Work task:
Your answer should be every line of the records that contains the word "Hash".
___ The records ___
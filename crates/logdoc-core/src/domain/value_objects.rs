//! Domain value objects: DomainName, AccessLevel, Locale, Target.
//!
//! # Design
//!
//! These are pure value types with equality-by-value and no identity. Each
//! one guards the invariant that lets it flow into a filesystem path or a
//! template parameter without further checks, so construction is always
//! fallible and goes through `parse` / `FromStr`.

use crate::domain::error::DomainError;
use serde::Serialize;
use std::fmt;
use std::path::PathBuf;
use std::str::FromStr;

// ── DomainName ────────────────────────────────────────────────────────────────

/// The dotted namespace a log definition generates into, e.g. `org.znerd`.
///
/// The empty name is representable: it maps to the destination root. Whether
/// an empty `domain` attribute is acceptable is decided by the schema (the
/// strict `namespace` type rejects it).
#[derive(Debug, Clone, PartialEq, Eq, Hash, Serialize)]
#[serde(transparent)]
pub struct DomainName(String);

impl DomainName {
    pub fn parse(name: impl Into<String>) -> Result<Self, DomainError> {
        let name = name.into();
        if name.is_empty() {
            return Ok(Self(name));
        }

        for segment in name.split('.') {
            let reason = if segment.is_empty() {
                Some("empty segment")
            } else if segment.contains(['/', '\\']) {
                Some("path separators are not allowed")
            } else if segment.chars().any(char::is_whitespace) {
                Some("whitespace is not allowed")
            } else {
                None
            };

            if let Some(reason) = reason {
                return Err(DomainError::InvalidDomainName {
                    name,
                    reason: reason.into(),
                });
            }
        }

        Ok(Self(name))
    }

    pub fn as_str(&self) -> &str {
        &self.0
    }

    pub fn is_empty(&self) -> bool {
        self.0.is_empty()
    }

    pub fn segments(&self) -> impl Iterator<Item = &str> {
        self.0.split('.').filter(|s| !s.is_empty())
    }

    /// Relative directory for generated sources: `org.znerd` → `org/znerd`.
    pub fn to_path(&self) -> PathBuf {
        self.segments().collect()
    }
}

impl fmt::Display for DomainName {
    fn fmt(&self, f: &mut fmt::Formatter<'_>) -> fmt::Result {
        f.write_str(&self.0)
    }
}

// ── AccessLevel ───────────────────────────────────────────────────────────────

/// Visibility of generated classes, bound to the `accesslevel` parameter.
#[derive(Debug, Clone, Copy, Default, PartialEq, Eq, Hash, Serialize)]
#[serde(rename_all = "lowercase")]
pub enum AccessLevel {
    Public,
    #[default]
    Protected,
}

impl AccessLevel {
    /// Interpret the `public` attribute. Only the literal `true` makes the
    /// definition public; any other value, or none, is protected.
    pub fn from_public_attribute(value: Option<&str>) -> Self {
        match value.map(str::trim) {
            Some(v) if v.eq_ignore_ascii_case("true") => Self::Public,
            _ => Self::Protected,
        }
    }

    pub const fn as_str(&self) -> &'static str {
        match self {
            Self::Public => "public",
            Self::Protected => "protected",
        }
    }

    pub const fn is_public(&self) -> bool {
        matches!(self, Self::Public)
    }
}

impl fmt::Display for AccessLevel {
    fn fmt(&self, f: &mut fmt::Formatter<'_>) -> fmt::Result {
        f.write_str(self.as_str())
    }
}

// ── Locale ────────────────────────────────────────────────────────────────────

/// A translation locale key such as `en_US`.
///
/// Locales end up in file names (`translation-bundle-en_US.xml`,
/// `TranslationBundle_en_US.java`), so only ASCII letters, digits and `_`
/// are accepted.
#[derive(Debug, Clone, PartialEq, Eq, Hash, PartialOrd, Ord, Serialize)]
#[serde(transparent)]
pub struct Locale(String);

impl Locale {
    pub fn as_str(&self) -> &str {
        &self.0
    }

    /// File name of the companion translation bundle document.
    pub fn bundle_file_name(&self) -> String {
        format!("translation-bundle-{}.xml", self.0)
    }
}

impl FromStr for Locale {
    type Err = DomainError;

    fn from_str(s: &str) -> Result<Self, Self::Err> {
        let invalid = |reason: &str| DomainError::InvalidLocale {
            locale: s.to_string(),
            reason: reason.to_string(),
        };

        if s.is_empty() {
            return Err(invalid("locale is empty"));
        }
        if !s.chars().all(|c| c.is_ascii_alphanumeric() || c == '_') {
            return Err(invalid("only ASCII letters, digits and '_' are allowed"));
        }
        Ok(Self(s.to_string()))
    }
}

impl fmt::Display for Locale {
    fn fmt(&self, f: &mut fmt::Formatter<'_>) -> fmt::Result {
        f.write_str(&self.0)
    }
}

// ── Target ────────────────────────────────────────────────────────────────────

/// Selects an alternative template set, e.g. `slf4j`.
#[derive(Debug, Clone, PartialEq, Eq, Hash, Serialize)]
#[serde(transparent)]
pub struct Target(String);

impl Target {
    pub fn as_str(&self) -> &str {
        &self.0
    }
}

impl FromStr for Target {
    type Err = DomainError;

    fn from_str(s: &str) -> Result<Self, Self::Err> {
        let valid = !s.is_empty()
            && s
                .chars()
                .all(|c| c.is_ascii_alphanumeric() || c == '-' || c == '_');

        if valid {
            Ok(Self(s.to_ascii_lowercase()))
        } else {
            Err(DomainError::InvalidTarget {
                target: s.to_string(),
                reason: "use ASCII letters, digits, '-' or '_'".into(),
            })
        }
    }
}

impl fmt::Display for Target {
    fn fmt(&self, f: &mut fmt::Formatter<'_>) -> fmt::Result {
        f.write_str(&self.0)
    }
}

#[cfg(test)]
mod tests {
    use super::*;
    use std::path::Path;

    #[test]
    fn domain_name_maps_to_nested_directories() {
        let name = DomainName::parse("com.example").unwrap();
        assert_eq!(name.to_path(), Path::new("com").join("example"));
    }

    #[test]
    fn empty_domain_name_maps_to_root() {
        let name = DomainName::parse("").unwrap();
        assert!(name.is_empty());
        assert_eq!(name.to_path(), PathBuf::new());
    }

    #[test]
    fn domain_name_rejects_traversal_and_separators() {
        assert!(DomainName::parse("org..znerd").is_err());
        assert!(DomainName::parse("org/znerd").is_err());
        assert!(DomainName::parse(".hidden").is_err());
        assert!(DomainName::parse("org. znerd").is_err());
    }

    #[test]
    fn public_attribute_parses_like_a_boolean() {
        assert_eq!(
            AccessLevel::from_public_attribute(Some("true")),
            AccessLevel::Public
        );
        assert_eq!(
            AccessLevel::from_public_attribute(Some("TRUE")),
            AccessLevel::Public
        );
        assert_eq!(
            AccessLevel::from_public_attribute(Some("yes")),
            AccessLevel::Protected
        );
        assert_eq!(
            AccessLevel::from_public_attribute(None),
            AccessLevel::Protected
        );
    }

    #[test]
    fn locale_must_be_filesystem_safe() {
        assert_eq!(
            "en_US".parse::<Locale>().unwrap().bundle_file_name(),
            "translation-bundle-en_US.xml"
        );
        assert!("".parse::<Locale>().is_err());
        assert!("../x".parse::<Locale>().is_err());
        assert!("en-US".parse::<Locale>().is_err());
    }

    #[test]
    fn target_is_normalized_to_lowercase() {
        assert_eq!("SLF4J".parse::<Target>().unwrap().as_str(), "slf4j");
        assert!("a/b".parse::<Target>().is_err());
    }
}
___
Exercise response:
#[derive(Debug, Clone, PartialEq, Eq, Hash, Serialize)]
#[derive(Debug, Clone, Copy, Default, PartialEq, Eq, Hash, Serialize)]
#[derive(Debug, Clone, PartialEq, Eq, Hash, PartialOrd, Ord, Serialize)]
#[derive(Debug, Clone, PartialEq, Eq, Hash, Serialize)]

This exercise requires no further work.